Gibt es überhaupt Datenschutz in Russland? – Diese Frage wird sehr oft und in vielen Varianten gestellt. Wir beantworten sie stets gleichlautend, denn auch das russische Recht schützt personenbezogene Daten, allerdings bestehen Abweichungen gegenüber den EU-Regelungen.

Die Änderungen des „Gesetzes über personenbezogenen Daten“ (Nr. 152-FZ)  vom 01.09.2015 haben das russische Datenschutzrecht jüngst in das Blickfeld der Öffentlichkeit gerückt und eine breite Diskussion ausgelöst. Hierüber haben wir bereits berichtet. Daten russischer Bürger dürfen nur auf Servern in Russland gespeichert werden.

Die Entscheidung Russlands im Jahre 2001, Verhandlungen über den Beitritt zur WTO aufzunehmen, bildet den Ausgangspunkt der Überlegungen für den Schutz bei der Verarbeitung personenbezogener Daten. Um einen angemessenen Schutz der Daten zu gewährleisten, hat Russland dann das Bundesgesetz zur Ratifizierung des Übereinkommens zum Schutz des Menschen bei der automatischen Verarbeitung personenbezogener Daten (Konvention Nr. 108)  erlassen. Aus diesem Grund ähneln manche russischen Anforderungen den europäischen.

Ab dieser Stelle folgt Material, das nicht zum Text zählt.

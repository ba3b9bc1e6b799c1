use crate::db::models::api::{ApiResponse, ErrorDetail};
use axum::{Json, http::StatusCode, response::IntoResponse};
use std::sync::atomic::{AtomicBool, Ordering};
use thiserror::Error;

static EXPOSE_STACK: AtomicBool = AtomicBool::new(false);

/// Enables the `stack` field on error envelopes. Set once at startup for development mode.
pub fn expose_error_stack(enabled: bool) {
    EXPOSE_STACK.store(enabled, Ordering::Relaxed);
}

#[derive(Error, Debug)]
pub enum AppError {
    #[error("Database error: {0}")]
    Database(#[from] diesel::result::Error),

    #[error("Pool error: {0}")]
    Pool(#[from] r2d2::Error),

    #[error("Redis error: {0}")]
    Redis(#[from] redis::RedisError),

    #[error("Authentication error: {message}")]
    Auth { message: String },

    #[error("Token expired")]
    TokenExpired,

    #[error("Forbidden: {message}")]
    Forbidden { message: String },

    #[error("Validation error: {message}")]
    Validation { message: String },

    #[error("Validation failed")]
    ValidationFailed(Vec<ErrorDetail>),

    #[error("Not found: {resource}")]
    NotFound { resource: String },

    #[error("Conflict: {message}")]
    Conflict {
        message: String,
        field: Option<String>,
        code: Option<String>,
    },

    #[error("Not acceptable: {message}")]
    NotAcceptable { message: String },

    #[error("Configuration error: {0}")]
    Config(String),

    #[error("JWT error: {0}")]
    Jwt(#[from] jsonwebtoken::errors::Error),

    #[error("Bcrypt error: {0}")]
    Bcrypt(#[from] bcrypt::BcryptError),

    #[error("Media storage error: {0}")]
    Storage(String),

    #[error("Mail error: {0}")]
    Mail(String),

    #[error("Internal server error: {0}")]
    Internal(String),
}

impl AppError {
    pub fn status_code(&self) -> StatusCode {
        match self {
            AppError::Auth { .. } | AppError::Jwt(_) => StatusCode::UNAUTHORIZED,
            AppError::TokenExpired => StatusCode::GONE,
            AppError::Forbidden { .. } => StatusCode::FORBIDDEN,
            AppError::Validation { .. } | AppError::ValidationFailed(_) => {
                StatusCode::UNPROCESSABLE_ENTITY
            }
            AppError::NotFound { .. } => StatusCode::NOT_FOUND,
            AppError::Conflict { .. } => StatusCode::CONFLICT,
            AppError::NotAcceptable { .. } => StatusCode::NOT_ACCEPTABLE,
            AppError::Storage(_) | AppError::Mail(_) => StatusCode::BAD_GATEWAY,
            AppError::Database(_)
            | AppError::Pool(_)
            | AppError::Redis(_)
            | AppError::Config(_)
            | AppError::Bcrypt(_)
            | AppError::Internal(_) => StatusCode::INTERNAL_SERVER_ERROR,
        }
    }

    fn to_api_response(&self) -> ApiResponse<()> {
        match self {
            AppError::Database(e) => {
                tracing::error!("Database error: {}", e);
                ApiResponse::internal_error("Database error")
            }
            AppError::Pool(e) => {
                tracing::error!("Connection pool error: {}", e);
                ApiResponse::internal_error("Connection error")
            }
            AppError::Redis(e) => {
                tracing::error!("Redis error: {}", e);
                ApiResponse::internal_error("Cache error")
            }
            AppError::Auth { message } => ApiResponse::unauthorized(message),
            AppError::TokenExpired => ApiResponse::gone("Need to refresh token"),
            AppError::Forbidden { message } => ApiResponse::forbidden(message),
            AppError::Validation { message } => ApiResponse::unprocessable(message),
            AppError::ValidationFailed(details) => ApiResponse::validation_error(details.clone()),
            AppError::NotFound { resource } => {
                ApiResponse::not_found(&format!("{} not found", resource))
            }
            AppError::Conflict {
                message,
                field,
                code,
            } => ApiResponse::conflict(message, field.clone(), code.as_deref().unwrap_or("CONFLICT")),
            AppError::NotAcceptable { message } => ApiResponse::not_acceptable(message),
            AppError::Config(e) => {
                tracing::error!("Configuration error: {}", e);
                ApiResponse::internal_error("Configuration error")
            }
            AppError::Jwt(e) => {
                tracing::debug!("JWT error: {}", e);
                ApiResponse::unauthorized("Invalid token")
            }
            AppError::Bcrypt(e) => {
                tracing::error!("Bcrypt error: {}", e);
                ApiResponse::internal_error("Password processing error")
            }
            AppError::Storage(message) => {
                tracing::error!("Media storage error: {}", message);
                ApiResponse::bad_gateway(message)
            }
            AppError::Mail(message) => {
                tracing::error!("Mail error: {}", message);
                ApiResponse::bad_gateway(message)
            }
            AppError::Internal(message) => {
                tracing::error!("Internal error: {}", message);
                ApiResponse::internal_error(message)
            }
        }
    }
}

impl IntoResponse for AppError {
    fn into_response(self) -> axum::response::Response {
        let status = self.status_code();
        let stack = EXPOSE_STACK
            .load(Ordering::Relaxed)
            .then(|| format!("{:?}", self));
        let response = self.to_api_response().with_stack(stack);

        (status, Json(response)).into_response()
    }
}

pub type AppResult<T> = Result<T, AppError>;

// 便捷的错误创建函数
impl AppError {
    pub fn auth(message: impl Into<String>) -> Self {
        Self::Auth {
            message: message.into(),
        }
    }

    pub fn forbidden(message: impl Into<String>) -> Self {
        Self::Forbidden {
            message: message.into(),
        }
    }

    pub fn validation(message: impl Into<String>) -> Self {
        Self::Validation {
            message: message.into(),
        }
    }

    pub fn not_found(resource: impl Into<String>) -> Self {
        Self::NotFound {
            resource: resource.into(),
        }
    }

    pub fn not_acceptable(message: impl Into<String>) -> Self {
        Self::NotAcceptable {
            message: message.into(),
        }
    }

    pub fn conflict_with_code(
        message: impl Into<String>,
        field: Option<String>,
        code: impl Into<String>,
    ) -> Self {
        Self::Conflict {
            message: message.into(),
            field,
            code: Some(code.into()),
        }
    }

    pub fn storage(message: impl Into<String>) -> Self {
        Self::Storage(message.into())
    }

    pub fn internal(message: impl Into<String>) -> Self {
        Self::Internal(message.into())
    }
}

Im Folgenden stellen wir daher fünf zentrale Anforderungen an der Verarbeitung personenbezogener Daten in Russland dar, die jedes Unternehmen beachten sollte:

1. Datenschutzbeauftragter

Der Verantwortliche (russ.: Operator) ist verpflichtet, einen Datenschutzbeauftragten zu benennen (Abs. 1.1 Art. 18.1 Gesetz 152-FZ). In der Praxis wird regelmäßig ein interner Datenschutzbeauftragter bestellt. Der Datenschutzbeauftragte erhält die Anweisungen direkt von der Geschäftsführung und führt interne Kontrolle im Unternehmen durch.

Eine weitere Aufgabe besteht darin, Mitarbeiter über gesetzliche sowie lokale Datenschutzvorschriften zu informieren. Neben Schulungen kann das z.B. auch heißen, dass die Besonderheiten und Bedingungen zur Verarbeitung personenbezogener Daten in der Organisation schriftlich gesammelt werden und die Mitarbeiter die Einsichtnahme unterzeichnen.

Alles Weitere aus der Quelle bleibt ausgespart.